▸ What is expected: Say how many lines in the entries hold the word "parent", and reply with that number only.

(Dataset entries)
**********

use super::*;

use crate::types::SessionRecord;

const NOW: i64 = 1_700_000_000;

async fn store_with_session() -> Store {
    let store = Store::open_in_memory().unwrap();
    store
        .start_session(SessionRecord {
            id: "s1".to_string(),
            tool: "cli".to_string(),
            user: "dev".to_string(),
            repo: Some("repo".to_string()),
            branch: None,
            started_at: NOW,
            finished_at: None,
        })
        .await
        .unwrap();
    store
}

async fn record(store: &Store, query: &str, satisfied: bool) {
    let id = store
        .record_interaction("s1", NOW, query, None)
        .await
        .unwrap();
    store.mark_satisfied(id, satisfied, None).await.unwrap();
}

#[test]
fn test_default_params_mirror_policy_table() {
    let params = LearnedParams::default();
    assert_eq!(params.rrf_k, 60.0);
    let symbol = params.seed_weights.get("symbol").unwrap();
    assert_eq!(*symbol, SeedWeights::new(1.2, 0.8, 1.0, 2.0));
    assert_eq!(params.early_stop.get("incident"), Some(&5));
    assert_eq!(params.early_stop.get("search"), Some(&10));
}

#[tokio::test]
async fn test_empty_batch_yields_no_proposal() {
    let store = store_with_session().await;
    let learning = LearningLoop::new(store);
    let proposal = learning.run_batch(NOW).await.unwrap();
    assert!(proposal.is_none());
}

#[tokio::test]
async fn test_satisfied_outcomes_raise_weights() {
    let store = store_with_session().await;
    for _ in 0..4 {
        record(&store, "getUserById function definition", true).await;
    }
    let learning = LearningLoop::new(store);
    let proposal = learning.run_batch(NOW).await.unwrap().unwrap();

    let old = proposal.old.seed_weights.get("symbol").unwrap();
    let new = proposal.new.seed_weights.get("symbol").unwrap();
    // Win rate 1.0 → gradient +η·0.5 on every lane.
    assert!(new.symbol > old.symbol);
    assert!((new.symbol - (old.symbol + 0.025)).abs() < 1e-4);
    // RRF k tightens on good outcomes.
    assert_eq!(proposal.new.rrf_k, 55.0);
    assert!(!proposal.deltas.is_empty());
    assert!(proposal.l2_norm > 0.0);
}

#[tokio::test]
async fn test_unsatisfied_outcomes_lower_weights_and_widen_k() {
    let store = store_with_session().await;
    for _ in 0..4 {
        record(&store, "database connection config", false).await;
    }
    let learning = LearningLoop::new(store);
    let proposal = learning.run_batch(NOW).await.unwrap().unwrap();

    let old = proposal.old.seed_weights.get("config").unwrap();
    let new = proposal.new.seed_weights.get("config").unwrap();
    assert!(new.bm25 < old.bm25);
    assert_eq!(proposal.new.rrf_k, 65.0);
}

#[tokio::test]
async fn test_weights_bounded() {
    let store = store_with_session().await;
    record(&store, "symbol function definition", true).await;
    let learning = LearningLoop::new(store.clone());

    // Drive many adopted steps; weights must stay in [0, 5] and k in
    // [30, 120].
    let mut last = None;
    for step in 0..20 {
        let Some(proposal) = learning.run_batch(NOW + step).await.unwrap() else {
            break;
        };
        learning.adopt(&proposal, NOW + step).await.unwrap();
        last = Some(proposal);
    }
    let params = learning.current_params().await.unwrap();
    for weights in params.seed_weights.values() {
        for w in [weights.vector, weights.bm25, weights.memory, weights.symbol] {
            assert!((WEIGHT_MIN..=WEIGHT_MAX).contains(&w));
        }
    }
    assert!((RRF_K_MIN..=RRF_K_MAX).contains(&params.rrf_k));
    assert!(last.is_some());
}

#[tokio::test]
async fn test_adoption_creates_version_chain() {
    let store = store_with_session().await;
    record(&store, "api endpoint handler", true).await;
    let learning = LearningLoop::new(store.clone());

    let proposal = learning.run_batch(NOW).await.unwrap().unwrap();
    let v1 = learning.adopt(&proposal, NOW).await.unwrap();
    let proposal2 = learning.run_batch(NOW + 1).await.unwrap().unwrap();
    let v2 = learning.adopt(&proposal2, NOW + 1).await.unwrap();

    let (head, _, parent) = store.latest_policy_version().await.unwrap().unwrap();
    assert_eq!(head, v2);
    assert_eq!(parent, Some(v1));

    // Adopted parameters are what the loop reports as current.
    let current = learning.current_params().await.unwrap();
    assert_eq!(current, proposal2.new);
}

#[tokio::test]
async fn test_rollback_restores_previous_params() {
    let store = store_with_session().await;
    record(&store, "api endpoint handler", true).await;
    let learning = LearningLoop::new(store.clone());

    let p1 = learning.run_batch(NOW).await.unwrap().unwrap();
    learning.adopt(&p1, NOW).await.unwrap();
    let p2 = learning.run_batch(NOW + 1).await.unwrap().unwrap();
    learning.adopt(&p2, NOW + 1).await.unwrap();

    let rolled = learning.rollback(NOW + 2).await.unwrap();
    assert!(rolled.is_some());
    let current = learning.current_params().await.unwrap();
    assert_eq!(current, p1.new);
}

#[tokio::test]
async fn test_rollback_without_history_is_noop() {
    let store = store_with_session().await;
    let learning = LearningLoop::new(store);
    assert!(learning.rollback(NOW).await.unwrap().is_none());
}

#[tokio::test]
async fn test_batch_failure_recorded_as_job() {
    // A store with no session: recording interactions is impossible, so the
    // batch sees no data and reports cleanly instead of failing.
    let store = Store::open_in_memory().unwrap();
    let learning = LearningLoop::new(store);
    let proposal = learning.run_batch(NOW).await.unwrap();
    assert!(proposal.is_none());
}

#[test]
fn test_convergence_on_identical_params() {
    let params = LearnedParams::default();
    let deltas = diff(&params, &params);
    assert!(deltas.is_empty());
    let proposal = Proposal {
        old: params.clone(),
        new: params,
        deltas,
        l2_norm: 0.0,
        interactions: 1,
    };
    assert!(proposal.converged());
}

#[test]
fn test_early_stop_moves_toward_median() {
    let mut old = LearnedParams::default();
    old.early_stop.insert("symbol".to_string(), 6);
    let mut medians = BTreeMap::new();
    medians.insert("symbol".to_string(), 3u8);
    let mut signals = BTreeMap::new();
    signals.insert(
        "symbol".to_string(),
        IntentSignal {
            satisfied: 1,
            total: 2,
        },
    );
    let new = adjust(&old, &signals, &medians);
    // One step only: 6 → 5.
    assert_eq!(new.early_stop.get("symbol"), Some(&5));
}
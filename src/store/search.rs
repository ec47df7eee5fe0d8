//! Store-level retrieval lanes: lexical (FTS5), vector, and symbol.
//!
//! All three return stable orderings: score ordering first, `chunk_id`
//! lexicographic on ties, so repeated queries over identical data produce
//! identical result lists regardless of row insertion order.

use rusqlite::params;

use crate::error::EngineError;
use crate::error::Result;

use super::Store;

/// One lexical-lane hit. Lower `rank` is more relevant (bm25).
#[derive(Debug, Clone, PartialEq)]
pub struct FtsHit {
    pub chunk_id: String,
    pub rank: f64,
    pub path: String,
}

/// One vector-lane hit. Higher `similarity` is more relevant (cosine).
#[derive(Debug, Clone, PartialEq)]
pub struct VectorHit {
    pub chunk_id: String,
    pub similarity: f32,
    pub path: String,
}

/// One symbol-lane hit: a named span, with its first chunk when present.
#[derive(Debug, Clone, PartialEq)]
pub struct SymbolHit {
    pub span_id: String,
    pub chunk_id: Option<String>,
    pub name: String,
    pub path: String,
    /// Exact name match (vs prefix match).
    pub exact: bool,
}

impl Store {
    /// Full-text search over the chunk projection.
    ///
    /// Ordering: ascending bm25 rank, ties broken by `chunk_id`.
    pub async fn fts_search(
        &self,
        query: &str,
        repo: Option<&str>,
        limit: usize,
    ) -> Result<Vec<FtsHit>> {
        let Some(match_expr) = fts_match_expr(query) else {
            return Ok(Vec::new());
        };
        let repo = repo.map(str::to_string);
        self.with_conn(move |conn| {
            let mut stmt = conn
                .prepare_cached(
                    "SELECT chunk_id, bm25(chunk_fts) AS rank, path
                     FROM chunk_fts
                     WHERE chunk_fts MATCH ?1 AND (?2 IS NULL OR repo = ?2)
                     ORDER BY rank ASC, chunk_id ASC
                     LIMIT ?3",
                )
                .map_err(|e| EngineError::store_io("prepare fts_search", e))?;
            let rows = stmt
                .query_map(params![match_expr, repo, limit as i64], |row| {
                    Ok(FtsHit {
                        chunk_id: row.get(0)?,
                        rank: row.get(1)?,
                        path: row.get(2)?,
                    })
                })
                .map_err(|e| EngineError::store_io("fts_search", e))?;
            let mut out = Vec::new();
            for row in rows {
                out.push(row.map_err(|e| EngineError::store_io("read fts hit", e))?);
            }
            Ok(out)
        })
        .await
    }

    /// Rebuild the FTS projection from chunk rows.
    ///
    /// The rebuilt index must behave identically to the trigger-maintained
    /// one; this exists for recovery after manual surgery on the database.
    pub async fn rebuild_fts(&self) -> Result<()> {
        self.with_conn(|conn| {
            conn.execute_batch(
                "BEGIN;
                 DELETE FROM chunk_fts;
                 INSERT INTO chunk_fts(content, chunk_id, repo, path)
                     SELECT content, id, repo, path FROM chunk;
                 COMMIT;",
            )
            .map_err(|e| EngineError::store_io("rebuild_fts", e))
        })
        .await
    }

    /// Vector search: cosine similarity against stored embeddings for one
    /// model. Ordering: similarity descending, ties broken by `chunk_id`.
    pub async fn vector_search(
        &self,
        query_vector: &[f32],
        model: &str,
        repo: Option<&str>,
        limit: usize,
    ) -> Result<Vec<VectorHit>> {
        if query_vector.is_empty() {
            return Ok(Vec::new());
        }
        let query_vector = query_vector.to_vec();
        let model = model.to_string();
        let repo = repo.map(str::to_string);
        self.with_conn(move |conn| {
            let mut stmt = conn
                .prepare_cached(
                    "SELECT e.chunk_id, e.dim, e.vector, c.path
                     FROM embedding e JOIN chunk c ON c.id = e.chunk_id
                     WHERE e.model = ?1 AND (?2 IS NULL OR c.repo = ?2)",
                )
                .map_err(|e| EngineError::store_io("prepare vector_search", e))?;
            let rows = stmt
                .query_map(params![model, repo], |row| {
                    let chunk_id: String = row.get(0)?;
                    let dim: i64 = row.get(1)?;
                    let bytes: Vec<u8> = row.get(2)?;
                    let path: String = row.get(3)?;
                    Ok((chunk_id, dim as usize, bytes, path))
                })
                .map_err(|e| EngineError::store_io("vector_search", e))?;

            let mut hits = Vec::new();
            for row in rows {
                let (chunk_id, dim, bytes, path) =
                    row.map_err(|e| EngineError::store_io("read embedding", e))?;
                let vector = bytes_to_f32_vec(&bytes);
                if vector.len() != dim || dim != query_vector.len() {
                    // Dimension drift (model change mid-index): skip the row
                    // rather than poison the whole search.
                    tracing::warn!(chunk_id = %chunk_id, "Embedding dimension mismatch, skipping");
                    continue;
                }
                let similarity = cosine_similarity(&query_vector, &vector);
                hits.push(VectorHit {
                    chunk_id,
                    similarity,
                    path,
                });
            }

            hits.sort_by(|a, b| {
                b.similarity
                    .partial_cmp(&a.similarity)
                    .unwrap_or(std::cmp::Ordering::Equal)
                    .then_with(|| a.chunk_id.cmp(&b.chunk_id))
            });
            hits.truncate(limit);
            Ok(hits)
        })
        .await
    }

    /// Symbol search over span names: exact matches first, then prefix
    /// matches, each group ordered by name then span id.
    pub async fn symbol_search(
        &self,
        name: &str,
        repo: Option<&str>,
        limit: usize,
    ) -> Result<Vec<SymbolHit>> {
        if name.trim().is_empty() {
            return Ok(Vec::new());
        }
        let name = name.trim().to_string();
        let prefix = format!("{}%", escape_like(&name));
        let repo = repo.map(str::to_string);
        self.with_conn(move |conn| {
            let mut stmt = conn
                .prepare_cached(
                    "SELECT s.id, s.name, s.path,
                            (SELECT id FROM chunk WHERE span_id = s.id ORDER BY id LIMIT 1),
                            (s.name = ?1) AS exact
                     FROM span s
                     WHERE s.name IS NOT NULL
                       AND s.name LIKE ?2 ESCAPE '\\'
                       AND (?3 IS NULL OR s.repo = ?3)
                     ORDER BY exact DESC, s.name ASC, s.id ASC
                     LIMIT ?4",
                )
                .map_err(|e| EngineError::store_io("prepare symbol_search", e))?;
            let rows = stmt
                .query_map(params![name, prefix, repo, limit as i64], |row| {
                    let exact: i64 = row.get(4)?;
                    Ok(SymbolHit {
                        span_id: row.get(0)?,
                        name: row.get(1)?,
                        path: row.get(2)?,
                        chunk_id: row.get(3)?,
                        exact: exact != 0,
                    })
                })
                .map_err(|e| EngineError::store_io("symbol_search", e))?;
            let mut out = Vec::new();
            for row in rows {
                out.push(row.map_err(|e| EngineError::store_io("read symbol hit", e))?);
            }
            Ok(out)
        })
        .await
    }
}

/// Build a safe FTS5 MATCH expression from free text.
///
/// Tokens are quoted and OR-joined so user input can never inject FTS
/// operators. Returns `None` when the query has no searchable tokens.
pub(crate) fn fts_match_expr(query: &str) -> Option<String> {
    let tokens: Vec<String> = query
        .split(|c: char| !c.is_alphanumeric() && c != '_')
        .filter(|t| !t.is_empty())
        .map(|t| format!("\"{t}\""))
        .collect();
    if tokens.is_empty() {
        None
    } else {
        Some(tokens.join(" OR "))
    }
}

/// Escape `%`, `_` and `\` for a LIKE pattern.
fn escape_like(s: &str) -> String {
    s.replace('\\', "\\\\").replace('%', "\\%").replace('_', "\\_")
}

/// Decode a little-endian f32 BLOB.
pub(crate) fn bytes_to_f32_vec(bytes: &[u8]) -> Vec<f32> {
    bytes
        .chunks_exact(4)
        .map(|b| f32::from_le_bytes([b[0], b[1], b[2], b[3]]))
        .collect()
}

/// Cosine similarity; 0.0 for zero-magnitude or mismatched vectors.
pub(crate) fn cosine_similarity(a: &[f32], b: &[f32]) -> f32 {
    if a.len() != b.len() || a.is_empty() {
        return 0.0;
    }
    let dot: f32 = a.iter().zip(b.iter()).map(|(x, y)| x * y).sum();
    let norm_a: f32 = a.iter().map(|x| x * x).sum::<f32>().sqrt();
    let norm_b: f32 = b.iter().map(|x| x * x).sum::<f32>().sqrt();
    if norm_a == 0.0 || norm_b == 0.0 {
        0.0
    } else {
        dot / (norm_a * norm_b)
    }
}

#[cfg(test)]
#[path = "search.test.rs"]
mod tests;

**********

▸ Written response: 2